Clostridium thermocellum employs cell-bound cellulosomes as its primary enzymatic toolset for cellulose and hemicellulose breakdown. Cellulosome binding to cellulosic substrates and, by extension, the bacterium’s adherence to cellulose surfaces is required for efficient hydrolysis. The adherent bacteria (i.e., sessile or biofilm cells) may freely revert to the non-adherent form (i.e., planktonic cells) through generation of offspring cells or due to microenvironment constraints such as limited surface area. The two cell populations co-exist, are interdependent and have different contributions to the bioconversion of carbon substrates. We developed a novel bioreactor design to culture and rapidly harvest sessile and planktonic cell populations for omics studies. Distinct physiological changes within the different cell populations were identified through RNA-seq analyses, and 1,958 genes had a minimum of two-fold differential expression.

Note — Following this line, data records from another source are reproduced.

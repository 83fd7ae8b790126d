//! Records: named actions or entities made of sections.
//!
//! A record is declared by a dot-separated path. The first segment is the
//! entity, the last (when there are at least two) is the action, and
//! everything in between is the property path.
//!
//! ```rust
//! use actdef::{Record, Verb};
//!
//! let record = Record::new("user", Some("profile"), Some("update")).unwrap();
//! assert_eq!(record.full_name(), "user.profile.update");
//! assert_eq!(record.verb(), Some(Verb::Set));
//! assert!(record.has_section("main"));
//! ```

use crate::error::{validate_name, Error, NameKind, Result};
use crate::field::Field;
use crate::map::NamedMap;
use crate::section::{Section, MAIN_SECTION};
use crate::verb::{classify_verb, Verb};

/// A named record: entity, optional property path and action, plus its
/// sections. The verb is derived from the action name.
#[derive(Clone, Debug, PartialEq)]
pub struct Record {
    entity_name: String,
    property_name: Option<String>,
    action_name: Option<String>,
    sections: NamedMap<Section>,
    description: Option<String>,
}

impl Record {
    /// Creates a record holding only an empty main section.
    ///
    /// # Errors
    ///
    /// Returns a validation error if any name is empty, contains whitespace
    /// or `//`, if the entity or action contains a dot, if the property path
    /// has an empty dot segment, or if a property path is given without an
    /// action.
    ///
    /// ```rust
    /// use actdef::Record;
    ///
    /// assert!(Record::new("user", Some("profile"), None).unwrap_err().is_validation());
    /// assert!(Record::new("user.profile", None, None).unwrap_err().is_validation());
    /// ```
    pub fn new(entity_name: &str, property_name: Option<&str>, action_name: Option<&str>) -> Result<Self> {
        validate_segment(NameKind::Entity, entity_name)?;
        if entity_name.starts_with('@') {
            return Err(Error::validation(
                NameKind::Entity,
                entity_name,
                "name starts with '@'",
            ));
        }
        if let Some(property) = property_name {
            validate_path_part(NameKind::Property, property)?;
            if property.split('.').any(str::is_empty) {
                return Err(Error::validation(
                    NameKind::Property,
                    property,
                    "empty path segment",
                ));
            }
            if action_name.is_none() {
                return Err(Error::validation(
                    NameKind::Property,
                    property,
                    "property path without an action",
                ));
            }
        }
        if let Some(action) = action_name {
            validate_segment(NameKind::Action, action)?;
        }

        let mut sections = NamedMap::new();
        sections.insert(MAIN_SECTION, Section::main());

        Ok(Record {
            entity_name: entity_name.to_string(),
            property_name: property_name.map(str::to_string),
            action_name: action_name.map(str::to_string),
            sections,
            description: None,
        })
    }

    /// Creates a record from its dotted full name.
    ///
    /// ```rust
    /// use actdef::Record;
    ///
    /// let record = Record::from_path("shop.cart.item.add").unwrap();
    /// assert_eq!(record.entity_name(), "shop");
    /// assert_eq!(record.property_name(), Some("cart.item"));
    /// assert_eq!(record.action_name(), Some("add"));
    /// ```
    pub fn from_path(path: &str) -> Result<Self> {
        let segments: Vec<&str> = path.split('.').collect();
        match segments.as_slice() {
            [entity] => Self::new(entity, None, None),
            [entity, action] => Self::new(entity, None, Some(*action)),
            [entity, middle @ .., action] => {
                let property = middle.join(".");
                Self::new(entity, Some(property.as_str()), Some(*action))
            }
            [] => Err(Error::validation(NameKind::Entity, path, "name is empty")),
        }
    }

    /// Builder form of [`Record::set_description`].
    #[must_use]
    pub fn with_description(mut self, description: &str) -> Self {
        self.set_description(Some(description));
        self
    }

    /// The first segment of the full name.
    #[must_use]
    pub fn entity_name(&self) -> &str {
        &self.entity_name
    }

    /// Segments between the entity and the action, joined with dots.
    #[must_use]
    pub fn property_name(&self) -> Option<&str> {
        self.property_name.as_deref()
    }

    /// The last segment, when the full name has more than one.
    #[must_use]
    pub fn action_name(&self) -> Option<&str> {
        self.action_name.as_deref()
    }

    /// The verb derived from the action name.
    #[must_use]
    pub fn verb(&self) -> Option<Verb> {
        classify_verb(self.action_name())
    }

    /// The record's key within its tree: entity, property and action joined
    /// with dots.
    #[must_use]
    pub fn full_name(&self) -> String {
        let mut name = self.entity_name.clone();
        for part in [&self.property_name, &self.action_name].into_iter().flatten() {
            name.push('.');
            name.push_str(part);
        }
        name
    }

    /// The `//` comment on the record line, decoded.
    #[must_use]
    pub fn description(&self) -> Option<&str> {
        self.description.as_deref()
    }

    /// Sets or clears the description.
    pub fn set_description(&mut self, description: Option<&str>) {
        self.description = description.map(str::to_string);
    }

    /// Declares a new, empty section.
    ///
    /// # Errors
    ///
    /// Fails if the name is invalid or the record already has a section of
    /// that name (including `main`).
    pub fn add_section(&mut self, name: &str) -> Result<&mut Section> {
        let section = Section::new(name)?;
        self.sections.insert_new(name, section, NameKind::Section)
    }

    /// Inserts a section, replacing any section of the same name.
    pub fn set_section(&mut self, section: Section) -> Option<Section> {
        let name = section.name().to_string();
        self.sections.insert(name, section)
    }

    /// Looks a section up by name.
    #[must_use]
    pub fn get_section(&self, name: &str) -> Option<&Section> {
        self.sections.get(name)
    }

    pub fn get_section_mut(&mut self, name: &str) -> Option<&mut Section> {
        self.sections.get_mut(name)
    }

    #[must_use]
    pub fn has_section(&self, name: &str) -> bool {
        self.sections.contains(name)
    }

    /// Removes a named section. The main section cannot be removed; asking
    /// for it returns `None` and leaves the record unchanged.
    pub fn delete_section(&mut self, name: &str) -> Option<Section> {
        if name == MAIN_SECTION {
            return None;
        }
        self.sections.remove(name)
    }

    /// Iterates sections in declaration order, starting with `main`.
    pub fn list_sections(&self) -> impl Iterator<Item = &Section> + '_ {
        self.sections.values()
    }

    /// The always-present main section.
    #[must_use]
    pub fn main_section(&self) -> &Section {
        self.sections
            .get(MAIN_SECTION)
            .unwrap_or_else(|| unreachable!("record without a main section"))
    }

    /// Adds a field to the main section.
    pub fn add_field(&mut self, field: Field) -> Result<&mut Field> {
        self.add_field_to(MAIN_SECTION, field)
    }

    /// Adds a field to the named section, declaring the section first if it
    /// does not exist yet.
    ///
    /// # Errors
    ///
    /// Fails if the section name is invalid or the section already holds a
    /// field of that name.
    pub fn add_field_to(&mut self, section: &str, field: Field) -> Result<&mut Field> {
        self.section_or_insert(section)?.add_field(field)
    }

    /// Sets a field in the main section, replacing any existing one.
    pub fn set_field(&mut self, field: Field) -> Option<Field> {
        self.sections
            .get_mut(MAIN_SECTION)
            .and_then(|section| section.set_field(field))
    }

    /// Sets a field in the named section, declaring the section if needed.
    pub fn set_field_in(&mut self, section: &str, field: Field) -> Result<Option<Field>> {
        Ok(self.section_or_insert(section)?.set_field(field))
    }

    /// Looks a field up in the named section.
    #[must_use]
    pub fn get_field(&self, section: &str, name: &str) -> Option<&Field> {
        self.sections.get(section)?.get_field(name)
    }

    fn section_or_insert(&mut self, name: &str) -> Result<&mut Section> {
        self.sections.get_or_insert_with(name, || Section::new(name))
    }

    /// Renders the header line followed by every section, with defaults.
    #[must_use]
    pub fn serialize(&self) -> String {
        self.serialize_with_options(&crate::SerializeOptions::default())
    }

    /// Like [`Record::serialize`] with custom layout options.
    #[must_use]
    pub fn serialize_with_options(&self, options: &crate::SerializeOptions) -> String {
        let mut serializer = crate::ser::Serializer::new(options.clone());
        serializer.write_record(self);
        serializer.into_inner()
    }
}

/// Checks one part of a full name. A `//` would start a comment on the
/// record line.
fn validate_path_part(kind: NameKind, name: &str) -> Result<()> {
    validate_name(kind, name)?;
    if name.contains("//") {
        return Err(Error::validation(kind, name, "name contains '//'"));
    }
    Ok(())
}

/// Checks a single dot segment: the entity or the action.
fn validate_segment(kind: NameKind, name: &str) -> Result<()> {
    validate_path_part(kind, name)?;
    if name.contains('.') {
        return Err(Error::validation(kind, name, "name contains a dot"));
    }
    Ok(())
}
//! Parse a definition document and print it back.
//!
//! Run with: cargo run --example simple

use actdef::parse;
use std::error::Error;

const TEXT: &str = "\
user.profile.update    // Updates a profile
    username    maxLength=\"32\"
    password?

order.create    // Place an order
    sku
    [qty=\"1\"] min=1
";

fn main() -> Result<(), Box<dyn Error>> {
    tracing_subscriber::fmt()
        .with_max_level(tracing::Level::DEBUG)
        .init();

    let tree = parse(TEXT)?;

    for record in tree.list_records() {
        println!(
            "{} ({}): {} field(s)",
            record.full_name(),
            record.verb().map_or("-", |verb| verb.as_str()),
            record.list_sections().map(|section| section.len()).sum::<usize>()
        );
    }

    let text = tree.serialize();
    println!("\nSerialized:\n{}", text);

    assert_eq!(parse(&text)?, tree);
    println!("✓ Round-trip successful");

    Ok(())
}
impl PlaybackController {
    pub fn new(catalog: Arc<TrackCatalog>, intents: mpsc::UnboundedSender<PlaybackIntent>) -> Self {
        Self {
            catalog,
            intents,
            location_checks: None,
            state: ControllerState::Idle,
            context: MusicContext::new(),
            snapshot: ResyncSnapshot::new(),
            unlocks: UnlockSet::new(),
            epoch: 0,
            last_sequence_id: 0,
            next_intent_id: 1,
            last_play: None,
            in_flight: None,
            initial_volume: None,
            checked_locations: HashSet::new(),
        }
    }

    /// Report location checks for finished tracks to `tx`
    pub fn with_location_checks(mut self, tx: mpsc::UnboundedSender<LocationCheckRequest>) -> Self {
        self.location_checks = Some(tx);
        self
    }

    /// Volume issued when the controller first goes live
    pub fn with_initial_volume(mut self, volume: Volume) -> Self {
        self.initial_volume = Some(volume);
        self
    }

    pub fn state(&self) -> ControllerState {
        self.state
    }

    pub fn context(&self) -> &MusicContext {
        &self.context
    }

    pub fn epoch(&self) -> u64 {
        self.epoch
    }

    pub fn unlocks(&self) -> &UnlockSet {
        &self.unlocks
    }

    pub fn snapshot(&self) -> ControllerSnapshot {
        ControllerSnapshot {
            state: self.state,
            context: self.context.clone(),
            epoch: self.epoch,
        }
    }

    /// True while a crossfade/duck the controller issued has not completed
    pub fn has_transition_in_flight(&self) -> bool {
        self.in_flight.is_some()
    }

    /// Process one queue input
    ///
    /// Returns `false` once the controller has shut down.
    pub fn process(&mut self, input: ControllerInput) -> bool {
        match input {
            ControllerInput::Event(event) => self.handle(event),
            ControllerInput::TransitionComplete { intent_id } => {
                self.on_transition_complete(intent_id)
            }
            ControllerInput::PlaybackFailed { intent_id, failure } => {
                self.on_playback_failed(intent_id, failure)
            }
            ControllerInput::TrackFinished { track } => self.on_track_finished(&track),
            ControllerInput::SetVolume(level) => self.set_volume(level),
            ControllerInput::Shutdown => {
                self.shutdown();
                return false;
            }
        }
        true
    }

    /// Handle one normalized session event
    pub fn handle(&mut self, event: GameEvent) {
        if event.session_epoch == self.epoch {
            self.last_sequence_id = self.last_sequence_id.max(event.sequence_id);
        }

        match (self.state, event.kind()) {
            (ControllerState::Idle, EventKind::Connected) => self.go_live(&event),
            (ControllerState::Idle, _) => {
                debug!("Idle: ignoring {}", event);
            }
            (_, EventKind::Connected) => {
                if event.session_epoch > self.epoch {
                    self.resync(&event);
                } else {
                    debug!("Ignoring connected for epoch {}", event.session_epoch);
                }
            }
            (ControllerState::Frozen, EventKind::Disconnected) => {
                debug!("Already frozen: {}", event);
            }
            (_, EventKind::Disconnected) => {
                info!(
                    "Connection lost in epoch {}; freezing on {}",
                    self.epoch,
                    self.context
                        .active_track
                        .as_ref()
                        .map(TrackId::as_str)
                        .unwrap_or("silence")
                );
                self.state = ControllerState::Frozen;
            }
            (ControllerState::Frozen, _) => self.track_silently(&event),
            (ControllerState::Live | ControllerState::Resyncing, _) => self.react(&event),
        }
    }

    /// Issue an AdjustVolume intent (any state except Idle)
    pub fn set_volume(&mut self, level: Volume) {
        if self.state == ControllerState::Idle {
            debug!("Idle: ignoring volume change to {:.2}", level.level());
            return;
        }
        self.issue(
            PlaybackAction::AdjustVolume { level },
            self.last_sequence_id,
        );
    }

    /// Stop playback, reset the context and return to Idle
    pub fn shutdown(&mut self) {
        if self.context.active_track.is_some() {
            self.issue(
                PlaybackAction::Stop {
                    transition: Transition::Immediate,
                },
                self.last_sequence_id,
            );
        }
        info!("Playback controller shutting down from {}", self.state);
        self.context = MusicContext::new();
        self.snapshot = ResyncSnapshot::new();
        self.unlocks.clear();
        self.last_play = None;
        self.in_flight = None;
        self.state = ControllerState::Idle;
    }

    // ========================================
    // State transitions
    // ========================================

    fn go_live(&mut self, connected: &GameEvent) {
        self.epoch = connected.session_epoch;
        self.last_sequence_id = connected.sequence_id;
        self.state = ControllerState::Live;
        info!("Session epoch {} live", self.epoch);

        if let Some(level) = self.initial_volume.take() {
            self.issue(PlaybackAction::AdjustVolume { level }, connected.sequence_id);
        }
        self.react(connected);
    }

    /// Rebuild the context for a new epoch and reconcile `active_track`
    ///
    /// The connected event and the snapshot are replayed through the catalog,
    /// in the order they originally arrived, without issuing anything; only the
    /// final target is dispatched, so a resync produces at most one intent.
    /// Received items are kept, so unlocked tracks stay playable.
    fn resync(&mut self, connected: &GameEvent) {
        let previous = self.state;
        self.state = ControllerState::Resyncing;
        self.epoch = connected.session_epoch;
        self.last_sequence_id = connected.sequence_id;
        self.checked_locations.clear();
        self.context.reset_keeping_track();
        info!(
            "Resyncing for epoch {} (was {}), replaying {} snapshot events",
            self.epoch,
            previous,
            self.snapshot.len()
        );

        let replay: Vec<GameEvent> = std::iter::once(connected.clone())
            .chain(self.snapshot.replay_order().into_iter().cloned())
            .collect();

        let mut target: Option<Resolution> = None;
        for event in &replay {
            self.update_region(event);
            if let Some(resolution) = self.catalog.resolve(event, &self.context, &self.unlocks) {
                self.apply_intensity(&resolution);
                // Ducked stingers are momentary, not part of the steady state
                if !resolution.transition.is_duck() {
                    target = Some(resolution);
                }
            }
        }

        if let Some(resolution) = target {
            self.dispatch(resolution, connected.sequence_id);
        }

        self.state = ControllerState::Live;
        info!(
            "Resync complete: region={} intensity={} track={}",
            self.context.region_or_unknown(),
            self.context.intensity_level,
            self.context
                .active_track
                .as_ref()
                .map(TrackId::as_str)
                .unwrap_or("none")
        );
    }

    // ========================================
    // Event reaction
    // ========================================

    fn react(&mut self, event: &GameEvent) {
        self.track_context(event);

        let Some(resolution) = self.catalog.resolve(event, &self.context, &self.unlocks) else {
            debug!("{} has no musical effect", event);
            return;
        };
        self.hold_intensity(event, &resolution);
        self.dispatch(resolution, event.sequence_id);
    }

    /// Frozen: bookkeeping only, nothing is issued
    fn track_silently(&mut self, event: &GameEvent) {
        self.track_context(event);
        if let Some(resolution) = self.catalog.resolve(event, &self.context, &self.unlocks) {
            self.hold_intensity(event, &resolution);
        }
        debug!("Frozen: tracked {} without playback", event);
    }

    /// Region and received items, applied before the event is resolved
    fn track_context(&mut self, event: &GameEvent) {
        self.snapshot.record_region(event);
        self.update_region(event);

        if let EventPayload::ItemReceived { item, .. } = &event.payload {
            if self.unlocks.receive(item) {
                debug!("Received '{}' ({} items held)", item, self.unlocks.len());
            }
        }
    }

    fn update_region(&mut self, event: &GameEvent) {
        if let EventPayload::RegionEntered { region } = &event.payload {
            self.context.current_region = Some(region.clone());
        }
    }

    fn hold_intensity(&mut self, event: &GameEvent, resolution: &Resolution) {
        if let Some(level) = self.apply_intensity(resolution) {
            self.snapshot.record_marker(level, event);
        }
    }

    /// Escalate freely; move down only for de-escalating rules
    ///
    /// Returns the level the context is now held at when the resolution set
    /// one.
    fn apply_intensity(&mut self, resolution: &Resolution) -> Option<IntensityLevel> {
        let level = resolution.intensity?;
        let current = self.context.intensity_level;
        if level > current || (level < current && resolution.deescalate) {
            info!("Intensity {} -> {}", current, level);
            self.context.intensity_level = level;
        }
        (self.context.intensity_level == level).then_some(level)
    }

    fn dispatch(&mut self, resolution: Resolution, sequence_id: u64) {
        let transition = resolution.transition;

        match resolution.cue {
            Cue::Play(track) if transition.is_duck() => {
                let cue = Cue::Play(track.clone());
                if self.in_flight.as_ref().is_some_and(|f| f.cue == cue) {
                    debug!("Stinger {} already in flight", track);
                    return;
                }
                let id = self.issue(PlaybackAction::Play { track, transition }, sequence_id);
                self.in_flight = Some(InFlight {
                    intent_id: id,
                    cue,
                    transition,
                });
            }
            Cue::Play(track) => {
                if self.context.active_track.as_ref() == Some(&track) {
                    debug!("{} already active", track);
                    return;
                }
                self.context.active_track = Some(track.clone());
                let id = self.issue(
                    PlaybackAction::Play {
                        track: track.clone(),
                        transition,
                    },
                    sequence_id,
                );
                self.last_play = Some((id, track.clone()));
                self.track_in_flight(id, Cue::Play(track), transition);
            }
            Cue::Stop => {
                if self.context.active_track.is_none() {
                    debug!("Nothing playing; stop is a no-op");
                    return;
                }
                self.context.active_track = None;
                self.last_play = None;
                let id = self.issue(PlaybackAction::Stop { transition }, sequence_id);
                self.track_in_flight(id, Cue::Stop, transition);
            }
        }
    }

    fn track_in_flight(&mut self, intent_id: u64, cue: Cue, transition: Transition) {
        self.in_flight = transition.duration().map(|_| InFlight {
            intent_id,
            cue,
            transition,
        });
    }

    fn issue(&mut self, action: PlaybackAction, sequence_id: u64) -> u64 {
        let id = self.next_intent_id;
        self.next_intent_id += 1;

        let intent = PlaybackIntent {
            id,
            action,
            issued_at_sequence_id: sequence_id,
        };
        info!("Issuing {}", intent);
        if self.intents.send(intent).is_err() {
            warn!("Audio sink worker is gone; intent #{} dropped", id);
        }
        id
    }

    // ========================================
    // Audio feedback
    // ========================================

    fn on_transition_complete(&mut self, intent_id: u64) {
        match &self.in_flight {
            Some(flight) if flight.intent_id == intent_id => {
                debug!("Transition {} for #{} complete", flight.transition, intent_id);
                self.in_flight = None;
            }
            _ => debug!("Completion for superseded intent #{}", intent_id),
        }
    }

    fn on_playback_failed(&mut self, intent_id: u64, failure: PlaybackFailure) {
        warn!("Intent #{}: {}", intent_id, failure);

        if self
            .in_flight
            .as_ref()
            .is_some_and(|f| f.intent_id == intent_id)
        {
            self.in_flight = None;
        }
        if self
            .last_play
            .as_ref()
            .is_some_and(|(id, _)| *id == intent_id)
        {
            self.last_play = None;
            self.context.active_track = None;
        }
    }

    fn on_track_finished(&mut self, track: &TrackId) {
        if self.state != ControllerState::Live {
            debug!("{} finished while {}; no check reported", track, self.state);
            return;
        }
        let Some(location) = self.catalog.check_location(track) else {
            return;
        };
        if !self.checked_locations.insert(location.to_string()) {
            return;
        }
        let Some(tx) = &self.location_checks else {
            return;
        };

        info!("{} finished; requesting check of '{}'", track, location);
        let request = LocationCheckRequest {
            location: location.to_string(),
            epoch: self.epoch,
        };
        if tx.send(request).is_err() {
            warn!("Location check receiver is gone");
        }
    }
}
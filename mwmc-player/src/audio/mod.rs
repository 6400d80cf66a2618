//! Audio sink boundary
//!
//! The controller never touches audio devices. It hands [`PlaybackIntent`]s to
//! a [`SinkWorker`] which executes them in order against an [`AudioSink`] and
//! reports completions and failures back into the processing queue.
//!
//! [`PlaybackIntent`]: mwmc_common::PlaybackIntent

pub mod sink;
pub mod worker;

pub use sink::{AudioSink, TracingSink};
pub use worker::SinkWorker;
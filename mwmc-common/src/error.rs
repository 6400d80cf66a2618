//! Common error types for MWMC

use thiserror::Error;

/// Common result type for MWMC operations
pub type Result<T> = std::result::Result<T, Error>;

/// Common error types shared by the companion crates
///
/// Duplicate events and connection loss are deliberately absent: the first is
/// dropped silently by the event bus, the second is a normal state transition.
#[derive(Error, Debug)]
pub enum Error {
    /// Malformed or unsupported configuration (fatal at startup)
    #[error("Configuration error: {0}")]
    Config(String),

    /// Malformed or unparseable raw session message
    #[error("Protocol error: {0}")]
    Protocol(String),

    /// I/O operation error (wraps std::io::Error)
    #[error("IO error: {0}")]
    Io(#[from] std::io::Error),

    /// TOML parse error
    #[error("TOML parse error: {0}")]
    TomlParse(#[from] toml::de::Error),

    /// JSON parse error
    #[error("JSON parse error: {0}")]
    Json(#[from] serde_json::Error),
}

impl Error {
    /// True for errors that must abort startup
    pub fn is_fatal(&self) -> bool {
        !matches!(self, Error::Protocol(_))
    }
}
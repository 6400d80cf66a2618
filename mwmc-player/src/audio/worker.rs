//! Sink worker - executes intents in order and reports back
//!
//! **Flow:**
//! 1. Receive the next [`PlaybackIntent`] from the controller
//! 2. A Play/Stop supersedes the pending transition timer (cancelled)
//! 3. Execute against the [`AudioSink`]
//! 4. Failure → `PlaybackFailed`; timed transition → arm a completion timer
//!    that posts `TransitionComplete` when it fires
//!
//! Volume changes leave a running timer alone; a ducked stinger still
//! completes while the operator turns the volume down.

use std::sync::Arc;

use mwmc_common::{PlaybackAction, PlaybackIntent};
use tokio::sync::mpsc;
use tokio::task::JoinHandle;
use tokio_util::sync::CancellationToken;
use tracing::{debug, info, warn};

use super::sink::AudioSink;
use crate::playback::ControllerInput;

/// Single consumer of the intent channel
pub struct SinkWorker {
    sink: Arc<dyn AudioSink>,
    intents: mpsc::UnboundedReceiver<PlaybackIntent>,
    feedback: mpsc::UnboundedSender<ControllerInput>,
    shutdown: CancellationToken,
    /// Timer of the transition currently in flight
    pending: Option<CancellationToken>,
}

impl SinkWorker {
    pub fn new(
        sink: Arc<dyn AudioSink>,
        intents: mpsc::UnboundedReceiver<PlaybackIntent>,
        feedback: mpsc::UnboundedSender<ControllerInput>,
        shutdown: CancellationToken,
    ) -> Self {
        Self {
            sink,
            intents,
            feedback,
            shutdown,
            pending: None,
        }
    }

    pub fn spawn(self) -> JoinHandle<()> {
        tokio::spawn(self.run())
    }

    /// Run until the intent channel closes or shutdown is requested
    ///
    /// Intents already queued when the channel closes are still executed, so
    /// the final `Stop` of a shutdown reaches the sink.
    pub async fn run(mut self) {
        info!("Sink worker started");
        loop {
            let intent = tokio::select! {
                biased;
                next = self.intents.recv() => match next {
                    Some(intent) => intent,
                    None => break,
                },
                _ = self.shutdown.cancelled() => break,
            };
            self.execute(intent).await;
        }

        if let Some(timer) = self.pending.take() {
            timer.cancel();
        }
        info!("Sink worker stopped");
    }

    async fn execute(&mut self, intent: PlaybackIntent) {
        debug!("Executing {}", intent);

        let result = match &intent.action {
            PlaybackAction::Play { track, transition } => {
                self.cancel_pending();
                self.sink.play(track, *transition).await
            }
            PlaybackAction::Stop { transition } => {
                self.cancel_pending();
                self.sink.stop(*transition).await
            }
            PlaybackAction::AdjustVolume { level } => self.sink.set_volume(*level).await,
        };

        match result {
            Ok(()) => {
                if let Some(duration) = intent.transition().and_then(|t| t.duration()) {
                    self.arm_timer(intent.id, duration);
                }
            }
            Err(failure) => {
                warn!("Intent #{} failed: {}", intent.id, failure);
                let input = ControllerInput::PlaybackFailed {
                    intent_id: intent.id,
                    failure,
                };
                if self.feedback.send(input).is_err() {
                    debug!("Controller gone; failure of #{} not reported", intent.id);
                }
            }
        }
    }

    fn cancel_pending(&mut self) {
        if let Some(timer) = self.pending.take() {
            timer.cancel();
        }
    }

    fn arm_timer(&mut self, intent_id: u64, duration: std::time::Duration) {
        let token = self.shutdown.child_token();
        self.pending = Some(token.clone());

        let feedback = self.feedback.clone();
        tokio::spawn(async move {
            tokio::select! {
                _ = token.cancelled() => {
                    debug!("Transition timer for #{} cancelled", intent_id);
                }
                _ = tokio::time::sleep(duration) => {
                    let _ = feedback.send(ControllerInput::TransitionComplete { intent_id });
                }
            }
        });
    }
}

Results suggest that sessile populations are metabolically active and fit for rapid proliferation while planktonic populations turn on persistence and survival mechanisms. This is unlike classic biofilms that are long-lasting slow-growing persistent communities. We illustrate the changes in the central carbon metabolism (from cellulose to dead-end metabolites), nutrient transport across membranes, expression of cellulosomal genes, activation of important biosynthetic pathways, oxidative stress, sporulation, flagellar motility and chemotaxis. For example, the MsrA (peptide methionine sulfoxide reductase) gene - a primary mechanism against oxidative stress - was more than fifteen-fold overexpressed in planktonic cells. Understanding these cellular responses will help the genetic engineering of the species for use in large scale conversion of cellulosic materials to liquid fuels.